ENTRIES SUPPLIED Start Marker

//! Binary format definitions for persisted prime artifacts
//!
//! This module contains pure data structure definitions for the artifact
//! wire format. No I/O operations, only layout and encoding rules.

pub mod constants;
pub mod header;
#[cfg(feature = "alloc")]
pub mod codec;

pub use header::{ArtifactHeader, ArtifactKind};
#[cfg(feature = "alloc")]
pub use codec::{decode_pairs, decode_words, encode_pairs, encode_words};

ENTRIES SUPPLIED End Marker

* ACTIVITY *
If a line in the records contains the word "format", copy it out.

* SOLUTION TO THIS EXERCISE *
//! Binary format definitions for persisted prime artifacts
//! wire format. No I/O operations, only layout and encoding rules.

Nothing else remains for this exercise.